I'm almost finished reading a book called Turn Here Sweet Corn: Organic Farming Works by Atina Diffley.

It's roughly about a family who are always either at risk of losing their land to development, or trying to catch up to their dreams on faith and intuition.  So I'm nearing the end of this thing, daydreaming on the porch with my mothers' day flowers in their pots when it hits me.  All gardening/farming comes with risk.  Crop failure, market conditions, etc.  But what struck me was this realization:

Fear of losing another piece of my heart to land I don't own has been stalling me.  Our souls were wrapped up in the land at my Grandmother's place and it was heartbreaking to watch it hemmed in by development, then essentially repossessed by circumstances.   I thought I had been waiting to own land initially.  Now I know that I've been holding out for earth that can't be suddenly taken with no notice or empathy.  Same thing, different way of looking at it.
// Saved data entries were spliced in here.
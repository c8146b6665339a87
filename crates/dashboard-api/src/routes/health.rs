//! 헬스 체크 endpoint.
//!
//! 로드밸런서나 오케스트레이션 시스템에서 사용됩니다.

use std::sync::Arc;

use axum::{
    extract::State,
    http::StatusCode,
    response::IntoResponse,
    routing::get,
    Json, Router,
};
use serde::{Deserialize, Serialize};

use crate::state::AppState;

/// 헬스 체크 응답 구조체.
#[derive(Debug, Serialize, Deserialize)]
pub struct HealthResponse {
    /// 전체 서비스 상태
    pub status: String,

    /// API 버전
    pub version: String,

    /// 서버 업타임(초)
    pub uptime_secs: i64,

    /// 현재 시간 (ISO 8601)
    pub timestamp: String,

    /// 현재 거래 세션 코드
    pub session: String,

    /// 캐시별 항목 수
    pub caches: CacheSizes,
}

/// 캐시별 항목 수.
#[derive(Debug, Serialize, Deserialize)]
pub struct CacheSizes {
    pub charts: usize,
    pub regular_quotes: usize,
    pub overnight_quotes: usize,
}

/// 간단한 헬스 체크 (liveness probe용).
///
/// GET /health
pub async fn health_check() -> impl IntoResponse {
    (StatusCode::OK, "OK")
}

/// 상세 헬스 체크 (readiness probe용).
///
/// GET /health/ready
pub async fn health_ready(State(state): State<Arc<AppState>>) -> impl IntoResponse {
    let (regular_quotes, overnight_quotes) = state.prices.store_sizes().await;
    let now = chrono::Utc::now();

    let response = HealthResponse {
        status: "healthy".to_string(),
        version: state.version.clone(),
        uptime_secs: (now - state.started_at).num_seconds(),
        timestamp: now.to_rfc3339(),
        session: state.session.current_session().code().to_string(),
        caches: CacheSizes {
            charts: state.charts.len().await,
            regular_quotes,
            overnight_quotes,
        },
    };

    (StatusCode::OK, Json(response))
}

/// 헬스 체크 라우터 생성.
pub fn health_router() -> Router<Arc<AppState>> {
    Router::new()
        .route("/", get(health_check))
        .route("/ready", get(health_ready))
}
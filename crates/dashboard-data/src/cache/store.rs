//! 만료 시간을 가진 키-값 저장소.
//!
//! `moka::future::Cache` 위에 항목별 만료를 얹습니다. 각 항목은 저장할 때
//! 정한 TTL(기본 TTL 또는 명시적 TTL)을 가지며, `replace_value`로 바꾼 값은
//! 기존 만료 시각을 그대로 이어받습니다.

use std::hash::Hash;
use std::time::{Duration, Instant};

use moka::future::Cache;
use moka::ops::compute::{CompResult, Op};
use moka::Expiry;

#[derive(Debug, Clone)]
struct Slot<V> {
    value: V,
    /// `None`이면 만료되지 않음
    ttl: Option<Duration>,
    /// 갱신 시 기존 만료 시각 유지
    keep_expiry: bool,
}

/// 항목별 TTL을 적용하는 만료 정책.
struct SlotExpiry;

impl<K, V> Expiry<K, Slot<V>> for SlotExpiry {
    fn expire_after_create(
        &self,
        _key: &K,
        slot: &Slot<V>,
        _created_at: Instant,
    ) -> Option<Duration> {
        slot.ttl
    }

    fn expire_after_update(
        &self,
        _key: &K,
        slot: &Slot<V>,
        _updated_at: Instant,
        duration_until_expiry: Option<Duration>,
    ) -> Option<Duration> {
        if slot.keep_expiry {
            duration_until_expiry
        } else {
            slot.ttl
        }
    }
}

/// TTL 저장소.
pub struct TtlStore<K, V> {
    cache: Cache<K, Slot<V>>,
    default_ttl: Option<Duration>,
}

impl<K, V> TtlStore<K, V>
where
    K: Eq + Hash + Clone + Send + Sync + 'static,
    V: Clone + Send + Sync + 'static,
{
    /// 기본 만료 시간으로 저장소를 생성합니다. `None`이면 기본 만료가 없습니다.
    pub fn new(default_ttl: Option<Duration>) -> Self {
        Self {
            cache: Cache::builder().expire_after(SlotExpiry).build(),
            default_ttl,
        }
    }

    pub fn default_ttl(&self) -> Option<Duration> {
        self.default_ttl
    }

    /// 만료되지 않은 값을 조회합니다.
    pub async fn get(&self, key: &K) -> Option<V> {
        self.cache.get(key).await.map(|slot| slot.value)
    }

    /// 기본 만료 시간으로 저장합니다. 기존 항목은 교체되고 만료가 새로 시작됩니다.
    pub async fn set_default(&self, key: K, value: V) {
        self.set_with_ttl(key, value, self.default_ttl).await;
    }

    /// 명시적 만료 시간으로 저장합니다.
    pub async fn set_with_ttl(&self, key: K, value: V, ttl: Option<Duration>) {
        let slot = Slot {
            value,
            ttl,
            keep_expiry: false,
        };
        self.cache.insert(key, slot).await;
    }

    /// 기존 만료 시각을 유지한 채 값만 교체합니다.
    ///
    /// 항목이 없거나 이미 만료되었으면 `false`를 반환하고 아무것도 쓰지 않습니다.
    pub async fn replace_value(&self, key: &K, value: V) -> bool {
        let result = self
            .cache
            .entry(key.clone())
            .and_compute_with(|current| {
                let op = match current {
                    Some(_) => Op::Put(Slot {
                        value,
                        ttl: None,
                        keep_expiry: true,
                    }),
                    None => Op::Nop,
                };
                std::future::ready(op)
            })
            .await;

        matches!(result, CompResult::ReplacedWith(_))
    }

    /// 모든 항목을 제거합니다.
    pub async fn flush(&self) {
        self.cache.invalidate_all();
        self.cache.run_pending_tasks().await;
    }

    /// 만료된 항목을 정리합니다.
    pub async fn purge_expired(&self) {
        self.cache.run_pending_tasks().await;
    }

    /// 만료되지 않은 항목 수.
    pub async fn len(&self) -> usize {
        self.cache.iter().count()
    }

    pub async fn is_empty(&self) -> bool {
        self.len().await == 0
    }

    /// 만료되지 않은 항목의 복사본.
    pub async fn snapshot(&self) -> Vec<(K, V)> {
        self.cache
            .iter()
            .map(|(key, slot)| ((*key).clone(), slot.value))
            .collect()
    }
}

#[cfg(test)]
mod tests {
    use super::*;

    const TTL: Duration = Duration::from_millis(400);

    #[tokio::test]
    async fn test_default_ttl_expiry() {
        let store: TtlStore<String, u32> = TtlStore::new(Some(TTL));
        store.set_default("AAPL".to_string(), 1).await;

        tokio::time::sleep(Duration::from_millis(100)).await;
        assert_eq!(store.get(&"AAPL".to_string()).await, Some(1));

        tokio::time::sleep(Duration::from_millis(400)).await;
        assert_eq!(store.get(&"AAPL".to_string()).await, None);
        assert_eq!(store.len().await, 0);
    }

    #[tokio::test]
    async fn test_no_default_ttl_never_expires() {
        let store: TtlStore<&'static str, u32> = TtlStore::new(None);
        store.set_default("k", 7).await;
        store.set_with_ttl("short", 8, Some(Duration::from_millis(50))).await;

        tokio::time::sleep(Duration::from_millis(150)).await;
        assert_eq!(store.get(&"k").await, Some(7));
        assert_eq!(store.get(&"short").await, None);
    }

    #[tokio::test]
    async fn test_replace_value_keeps_expiry() {
        let store: TtlStore<&'static str, u32> = TtlStore::new(Some(TTL));
        store.set_default("k", 1).await;

        tokio::time::sleep(Duration::from_millis(250)).await;
        assert!(store.replace_value(&"k", 2).await);
        assert_eq!(store.get(&"k").await, Some(2));

        // 교체 후 TTL이 새로 시작됐다면 650ms까지 살아 있어야 함
        tokio::time::sleep(Duration::from_millis(250)).await;
        assert_eq!(store.get(&"k").await, None);
        assert!(!store.replace_value(&"k", 3).await);
        assert_eq!(store.get(&"k").await, None);
    }

    #[tokio::test]
    async fn test_set_default_restarts_expiry() {
        let store: TtlStore<&'static str, u32> = TtlStore::new(Some(TTL));
        store.set_default("k", 1).await;

        tokio::time::sleep(Duration::from_millis(250)).await;
        store.set_default("k", 2).await;

        tokio::time::sleep(Duration::from_millis(250)).await;
        assert_eq!(store.get(&"k").await, Some(2));
    }

    #[tokio::test]
    async fn test_replace_missing_key() {
        let store: TtlStore<&'static str, u32> = TtlStore::new(Some(TTL));
        assert!(!store.replace_value(&"missing", 1).await);
        assert!(store.is_empty().await);
    }

    #[tokio::test]
    async fn test_snapshot_skips_expired() {
        let store: TtlStore<&'static str, u32> = TtlStore::new(Some(Duration::from_millis(50)));
        store.set_default("short", 1).await;
        store
            .set_with_ttl("long", 2, Some(Duration::from_secs(60)))
            .await;

        tokio::time::sleep(Duration::from_millis(150)).await;
        store.purge_expired().await;
        assert_eq!(store.snapshot().await, vec![("long", 2)]);
        assert_eq!(store.len().await, 1);
    }

    #[tokio::test]
    async fn test_flush_is_idempotent() {
        let store: TtlStore<&'static str, u32> = TtlStore::new(None);
        store.set_default("a", 1).await;
        store.set_default("b", 2).await;

        store.flush().await;
        store.flush().await;
        assert!(store.is_empty().await);
        assert_eq!(store.get(&"a").await, None);
    }
}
Yet the more agricultural narratives I read, I notice that so many people are putting their everything on the line with no security that they will even be able to harvest.  I cried reading about the little boy in the book who stood at the edge of the bulldozer scrape and howled while they erased the fields he knew. 

That's how I felt.  I wanted to tear down the barbed wire at the homestead with my bare hands when I saw it go up on my little hill.  All I felt after it was installed was the pressure of something that shouldn't exist, pushing... and the bare earth where the apple orchard I'd grown up in had been gouged clean.  The sunset had even been stolen when the warehouse went up at the west property line.  A line of herbicide burned down the vines that had shyly crept up in my defense against that damned fence. 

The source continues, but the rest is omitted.